Although typically thought of as a beloved companion or indispensable aide, the domestic dog (Canis lupus familiaris) has emerged as an excellent model for the study of human hereditary diseases. Many hereditary diseases of the dog have nearly identical clinical presentations as those of the human and are, most often, caused by mutations in the same genes. One such disease is hereditary nephropathy; an inherited glomerular disease in the domestic dog that is similar to Alport syndrome of the human. Both diseases are caused by mutations in the type IV collagens genes, and the disease has nearly identical pathology and clinical presentations in the dog and human. By studying this disease in the dog, our laboratory hopes to increase understanding of the disease so that information that can be applied to both the human and the dog.

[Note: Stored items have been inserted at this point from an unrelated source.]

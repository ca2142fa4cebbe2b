//! One-shot M-statistic computation.
//!
//! ## Algorithm
//!
//! Walk the history oldest-to-newest with a [`RevertClassifier`]. Every
//! counted revert contributes `min(edits[reverter], edits[reverted])` to a
//! histogram. The largest-strength bucket is removed and the remaining
//! weighted sum is multiplied by the number of mutual reverters.

use std::io::{BufRead, Write};
use tracing::{info, trace};

use super::classify::{Classification, EditorIx, EditorTable, RevertClassifier, RevertTally};
use crate::trace::{PageTraceReader, TraceError};
use crate::types::{EditorId, MStatResult, MStatRow, PageTrace};
use crate::PROGRESS_INTERVAL;

/// Ascending-chronological history of one page, ready for scoring.
#[derive(Debug, Clone, Default)]
pub struct EditHistory {
    revision_order: Vec<u32>,
    editor_order: Vec<EditorIx>,
    editors: EditorTable,
}

impl EditHistory {
    /// Create an empty history.
    pub fn new() -> Self {
        Self::default()
    }

    /// Append the next (later) edit.
    pub fn push(&mut self, content_id: u32, editor: &EditorId) {
        let ix = self.editors.record_edit(editor);
        self.revision_order.push(content_id);
        self.editor_order.push(ix);
    }

    /// Build from a chronological trace.
    pub fn from_trace(trace: &PageTrace) -> Self {
        let mut history = Self::new();
        for event in &trace.events {
            history.push(event.content_id, &event.editor);
        }
        history
    }

    /// Content ids, oldest first.
    pub fn revision_order(&self) -> &[u32] {
        &self.revision_order
    }

    /// Editor indices, oldest first.
    pub fn editor_order(&self) -> &[EditorIx] {
        &self.editor_order
    }

    /// Edits per editor index.
    pub fn edit_counts(&self) -> &[u64] {
        self.editors.edit_counts()
    }

    /// Number of edits.
    pub fn len(&self) -> usize {
        self.revision_order.len()
    }

    /// Check if the history has no edits.
    pub fn is_empty(&self) -> bool {
        self.revision_order.is_empty()
    }

    /// Classify every position, oldest first.
    pub fn classify(&self) -> Vec<Classification> {
        let mut classifier = RevertClassifier::new();
        (0..self.len())
            .map(|i| {
                let next = self.revision_order.get(i + 1).copied();
                classifier.classify(self.revision_order[i], self.editor_order[i], next)
            })
            .collect()
    }
}

/// Compute the M-statistic of a history.
pub fn m_statistic(history: &EditHistory) -> MStatResult {
    let mut tally = RevertTally::new();
    for outcome in history.classify() {
        match outcome {
            Classification::Matched { reverter, reverted } => tally.record(reverter, reverted),
            Classification::Unmatched => trace!("Revert to a content id that was never current"),
            Classification::NewContent | Classification::SelfRevert { .. } | Classification::Duplicate => {}
        }
    }

    let summary = tally.summarize(history.edit_counts(), None);
    MStatResult {
        score: summary.score,
        edit_count: history.len(),
        revert_count: summary.reverts,
        editor_count: history.editors.len(),
        mutual_editor_count: summary.mutual_editors,
    }
}

/// Compute the M-statistic of a chronological page trace.
pub fn score_trace(trace: &PageTrace) -> MStatResult {
    m_statistic(&EditHistory::from_trace(trace))
}

/// Counters for a scored trace stream.
#[derive(Debug, Clone, Copy, Default, PartialEq, Eq)]
pub struct ScoreSummary {
    /// Pages scored.
    pub pages: u64,
    /// Pages with a non-zero score.
    pub conflicted_pages: u64,
}

/// Score every page of a trace stream, writing one JSON row per page.
///
/// Page indices start at `first_index` so several files of one run share
/// a numbering.
pub fn score_trace_stream<R: BufRead, W: Write>(
    reader: PageTraceReader<R>,
    out: &mut W,
    first_index: u64,
    extra_stats: bool,
) -> Result<ScoreSummary, TraceError> {
    let mut summary = ScoreSummary::default();
    for page in reader {
        let page = page?;
        let result = score_trace(&page);
        let row = MStatRow::new(first_index + summary.pages, page.title, &result, extra_stats);
        serde_json::to_writer(&mut *out, &row).map_err(std::io::Error::from)?;
        out.write_all(b"\n")?;

        summary.pages += 1;
        if result.score > 0 {
            summary.conflicted_pages += 1;
        }
        if summary.pages % PROGRESS_INTERVAL == 0 {
            info!(pages = summary.pages, "Scored pages");
        }
    }
    out.flush()?;
    Ok(summary)
}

Reported here is (1) the development of a genomic based test to determine genotypes of mixed breed dogs in a colony presenting with X-linked hereditary nephropathy, (2) the determination of patterns of X-chromosome inactivation in normal dogs and dogs that are carriers of X-linked hereditary nephropathy, (3) the design of a synthetic COL4A5 cDNA to be used for gene therapy treatment of dogs with X-linked hereditary nephropathy, (4) the investigation of type IV collagen gene expression changes in normal dogs and those affected with X-linked and autosomal recessive hereditary nephropathy, and (5) the discovery of the mutation causative for autosomal recessive hereditary nephropathy in the English Cocker Spaniel. Utilization of the colony of dogs affected with X-linked hereditary nephropathy (for which the causative mutation was previously identified) allowed for comparisons of type IV collagen gene expression to English Cocker Spaniels with autosomal recessive hereditary nephropathy. These data were critical to identification of the gene harboring the causative mutation for autosomal recessive hereditary nephropathy. Sequencing was performed to identify the mutation. With the ability to test for carriers of this disease, it is our hope that breeders will use it to to maintain the desired traits in the ECS while simultaneously eliminating the production of affected offspring.